HTTP Ping Endpoint

Not everything sends email. For cron jobs, scripts, and services that can make HTTP requests, use the ping endpoint to report health directly. It works alongside email forwarding — every source gets both an inbound email address and a ping URL.

How it works

Each source gets a unique ping URL with an authentication token:

https://www.canaryalert.io/api/ping/SOURCE_ID?token=PING_TOKEN

You can find your source's ping URL on its detail page in the dashboard. Click the copy button to grab it.

Two modes

Simple ping (heartbeat)

Send a GET or POST request with no body. CanaryAlert records a SUCCESS event immediately — no AI classification needed. This resets the dead man's switch timer.

# Simple heartbeat — records SUCCESS

curl https://www.canaryalert.io/api/ping/SOURCE_ID?token=TOKEN

Use this at the end of a script or cron job to confirm it ran successfully.

Ping with message (AI classification)

Send a POST request with a JSON body containing a message field. CanaryAlert runs the message through AI classification using your source's rules, just like it does with emails.

# Ping with output — AI classifies it

curl -X POST \

https://www.canaryalert.io/api/ping/SOURCE_ID?token=TOKEN \

-H 'Content-Type: application/json' \

-d '{"message": "Backup completed: 12 VMs, 0 errors, 842 GB"}'

Use this when your script produces output you want classified (e.g., backup logs, test results, health check output). Messages can be up to 50 KB.

Common use cases

Cron job heartbeat

Add a curl to the end of your cron job. If the job fails or hangs, the ping never fires and the dead man's switch alerts you.

# crontab -e

0 2 * * * /usr/local/bin/backup.sh && curl -s https://www.canaryalert.io/api/ping/SOURCE_ID?token=TOKEN

Script with output

Capture your script's output and send it for AI classification.

#!/bin/bash

OUTPUT=$(/usr/local/bin/backup.sh 2>&1)

curl -s -X POST \

"https://www.canaryalert.io/api/ping/SOURCE_ID?token=TOKEN" \

-H 'Content-Type: application/json' \

-d "{\"message\": \"$OUTPUT\"}"

Docker container health

Ping from inside a container to confirm it's running.
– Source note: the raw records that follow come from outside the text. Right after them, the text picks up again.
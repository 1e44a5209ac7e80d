//! Global settings singletons for credits and subscription plans.

use serde::{Deserialize, Serialize};

use super::subscription::PlanId;

/// Global credit accounting configuration.
///
/// Numeric ranges are not validated; admin updates are stored as written.
#[derive(Debug, Clone, PartialEq, Serialize, Deserialize)]
pub struct CreditSettings {
    /// Starting balance for unauthenticated visitors.
    pub guest_credits: i64,
    /// Starting balance granted to a new account on the credits model.
    pub default_user_credits: i64,
    /// Credits added by one refill.
    pub refill_amount: i64,
    /// Whole days between refills.
    pub refill_period_days: i64,
    /// Balance ceiling for non-admin grants and refills.
    pub max_credits: i64,
    /// Purchase options shown to users, in display order.
    pub purchase_options: Vec<PurchaseOption>,
}

impl Default for CreditSettings {
    fn default() -> Self {
        Self {
            guest_credits: 5,
            default_user_credits: 20,
            refill_amount: 5,
            refill_period_days: 7,
            max_credits: 100,
            purchase_options: vec![
                PurchaseOption {
                    id: "starter".to_string(),
                    credits: 50,
                    price: 4.99,
                    currency: "USD".to_string(),
                    description: "Starter pack of 50 credits".to_string(),
                },
                PurchaseOption {
                    id: "plus".to_string(),
                    credits: 150,
                    price: 9.99,
                    currency: "USD".to_string(),
                    description: "150 credits for regular study".to_string(),
                },
                PurchaseOption {
                    id: "max".to_string(),
                    credits: 500,
                    price: 24.99,
                    currency: "USD".to_string(),
                    description: "500 credits for heavy use".to_string(),
                },
            ],
        }
    }
}

/// One purchasable credit bundle.
#[derive(Debug, Clone, PartialEq, Serialize, Deserialize)]
pub struct PurchaseOption {
    pub id: String,
    pub credits: i64,
    pub price: f64,
    pub currency: String,
    pub description: String,
}

/// Merge patch for [`CreditSettings`]; absent fields are left untouched.
#[derive(Debug, Clone, Default, Deserialize)]
pub struct CreditSettingsPatch {
    pub guest_credits: Option<i64>,
    pub default_user_credits: Option<i64>,
    pub refill_amount: Option<i64>,
    pub refill_period_days: Option<i64>,
    pub max_credits: Option<i64>,
    pub purchase_options: Option<Vec<PurchaseOption>>,
}

impl CreditSettingsPatch {
    /// Apply the patch on top of the stored settings.
    pub fn apply(self, settings: &mut CreditSettings) {
        if let Some(v) = self.guest_credits {
            settings.guest_credits = v;
        }
        if let Some(v) = self.default_user_credits {
            settings.default_user_credits = v;
        }
        if let Some(v) = self.refill_amount {
            settings.refill_amount = v;
        }
        if let Some(v) = self.refill_period_days {
            settings.refill_period_days = v;
        }
        if let Some(v) = self.max_credits {
            settings.max_credits = v;
        }
        if let Some(v) = self.purchase_options {
            settings.purchase_options = v;
        }
    }
}

/// Global subscription plan configuration.
#[derive(Debug, Clone, PartialEq, Serialize, Deserialize)]
pub struct SubscriptionSettings {
    /// Available plans, in display order.
    pub plans: Vec<PlanDefinition>,
    /// Plan granted to new accounts.
    pub default_plan: PlanId,
    /// Trial window length for new accounts, in days.
    pub trial_days: i64,
}

impl SubscriptionSettings {
    /// Look up a plan definition by id.
    #[must_use]
    pub fn plan(&self, id: PlanId) -> Option<&PlanDefinition> {
        self.plans.iter().find(|p| p.id == id)
    }
}

impl Default for SubscriptionSettings {
    fn default() -> Self {
        Self {
            plans: vec![
                PlanDefinition {
                    id: PlanId::Free,
                    name: "Basic".to_string(),
                    price: 0.0,
                    interval: "month".to_string(),
                    questions_per_day: Some(5),
                    subjects: vec!["math".to_string()],
                    ai_model: "gemini-2.0-flash".to_string(),
                    features: vec!["Step-by-step answers".to_string()],
                },
                PlanDefinition {
                    id: PlanId::Tier1,
                    name: "Student".to_string(),
                    price: 4.99,
                    interval: "month".to_string(),
                    questions_per_day: Some(50),
                    subjects: vec![
                        "math".to_string(),
                        "physics".to_string(),
                        "chemistry".to_string(),
                    ],
                    ai_model: "gemini-2.0-flash".to_string(),
                    features: vec![
                        "Step-by-step answers".to_string(),
                        "Image questions".to_string(),
                    ],
                },
                PlanDefinition {
                    id: PlanId::Tier2,
                    name: "Scholar".to_string(),
                    price: 9.99,
                    interval: "month".to_string(),
                    questions_per_day: None,
                    subjects: vec!["all".to_string()],
                    ai_model: "gemini-2.0-flash".to_string(),
                    features: vec![
                        "Step-by-step answers".to_string(),
                        "Image questions".to_string(),
                        "Unlimited questions".to_string(),
                    ],
                },
            ],
            default_plan: PlanId::Free,
            trial_days: 7,
        }
    }
}

/// One subscription plan as shown to users.
#[derive(Debug, Clone, PartialEq, Serialize, Deserialize)]
pub struct PlanDefinition {
    pub id: PlanId,
    pub name: String,
    pub price: f64,
    pub interval: String,
    /// Daily question quota granted by this plan (None = unbounded).
    pub questions_per_day: Option<i64>,
    pub subjects: Vec<String>,
    pub ai_model: String,
    pub features: Vec<String>,
}

/// Merge patch for [`SubscriptionSettings`]; absent fields are left
/// untouched.
#[derive(Debug, Clone, Default, Deserialize)]
pub struct SubscriptionSettingsPatch {
    pub plans: Option<Vec<PlanDefinition>>,
    pub default_plan: Option<PlanId>,
    pub trial_days: Option<i64>,
}

impl SubscriptionSettingsPatch {
    /// Apply the patch on top of the stored settings.
    pub fn apply(self, settings: &mut SubscriptionSettings) {
        if let Some(v) = self.plans {
            settings.plans = v;
        }
        if let Some(v) = self.default_plan {
            settings.default_plan = v;
        }
        if let Some(v) = self.trial_days {
            settings.trial_days = v;
        }
    }
}

#[cfg(test)]
mod tests {
    use super::*;

    #[test]
    fn test_credit_defaults() {
        let settings = CreditSettings::default();
        assert_eq!(settings.guest_credits, 5);
        assert_eq!(settings.max_credits, 100);
        assert_eq!(settings.purchase_options.len(), 3);
    }

    #[test]
    fn test_credit_patch_leaves_absent_fields() {
        let mut settings = CreditSettings::default();
        let patch: CreditSettingsPatch =
            serde_json::from_str(r#"{ "refill_amount": 10 }"#).unwrap();
        patch.apply(&mut settings);

        assert_eq!(settings.refill_amount, 10);
        assert_eq!(settings.guest_credits, 5);
        assert_eq!(settings.max_credits, 100);
        assert_eq!(settings.purchase_options.len(), 3);
    }

    #[test]
    fn test_credit_patch_accepts_negative_values() {
        let mut settings = CreditSettings::default();
        let patch = CreditSettingsPatch {
            refill_amount: Some(-3),
            ..Default::default()
        };
        patch.apply(&mut settings);
        assert_eq!(settings.refill_amount, -3);
    }

    #[test]
    fn test_subscription_defaults_have_all_plans() {
        let settings = SubscriptionSettings::default();
        assert_eq!(settings.default_plan, PlanId::Free);
        assert!(settings.plan(PlanId::Free).is_some());
        assert!(settings.plan(PlanId::Tier1).is_some());
        assert!(settings.plan(PlanId::Tier2).is_some());
        assert_eq!(
            settings.plan(PlanId::Tier2).unwrap().questions_per_day,
            None
        );
    }

    #[test]
    fn test_subscription_patch_leaves_absent_fields() {
        let mut settings = SubscriptionSettings::default();
        let patch: SubscriptionSettingsPatch =
            serde_json::from_str(r#"{ "trial_days": 14 }"#).unwrap();
        patch.apply(&mut settings);

        assert_eq!(settings.trial_days, 14);
        assert_eq!(settings.plans.len(), 3);
        assert_eq!(settings.default_plan, PlanId::Free);
    }
}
# docker-compose.yml healthcheck

healthcheck:

test: ['CMD', 'curl', '-sf', 'https://www.canaryalert.io/api/ping/SOURCE_ID?token=TOKEN']

interval: 5m

PowerShell / Windows Task Scheduler

Use Invoke-RestMethod at the end of a scheduled task.

# At the end of your script

Invoke-RestMethod -Uri "https://www.canaryalert.io/api/ping/SOURCE_ID?token=TOKEN"

API reference

GET/api/ping/:source_id?token=:ping_token

Simple heartbeat. Records a SUCCESS event and resets the dead man's switch. Returns 202 Accepted.

POST/api/ping/:source_id?token=:ping_token

Ping with optional message. Without body: same as GET. With {"message": "..."} body: enqueues for AI classification. Returns 202 Accepted.

Error responses

401Missing or invalid token
400Source is paused, or message exceeds 50 KB

Security

Each source gets a unique, randomly generated ping token. The token is separate from your user authentication — it only grants access to ping that specific source. If you suspect a token has been compromised, delete and re-create the source to get a new one.

Tips

  • Use && to only ping on success: ./backup.sh && curl ...
  • Use curl -sf (silent, fail on HTTP errors) to keep logs clean.
  • You can use both email forwarding and HTTP ping on the same source. Either one resets the dead man's switch timer.
  • Set the schedule and grace period on your source to match how often you expect pings.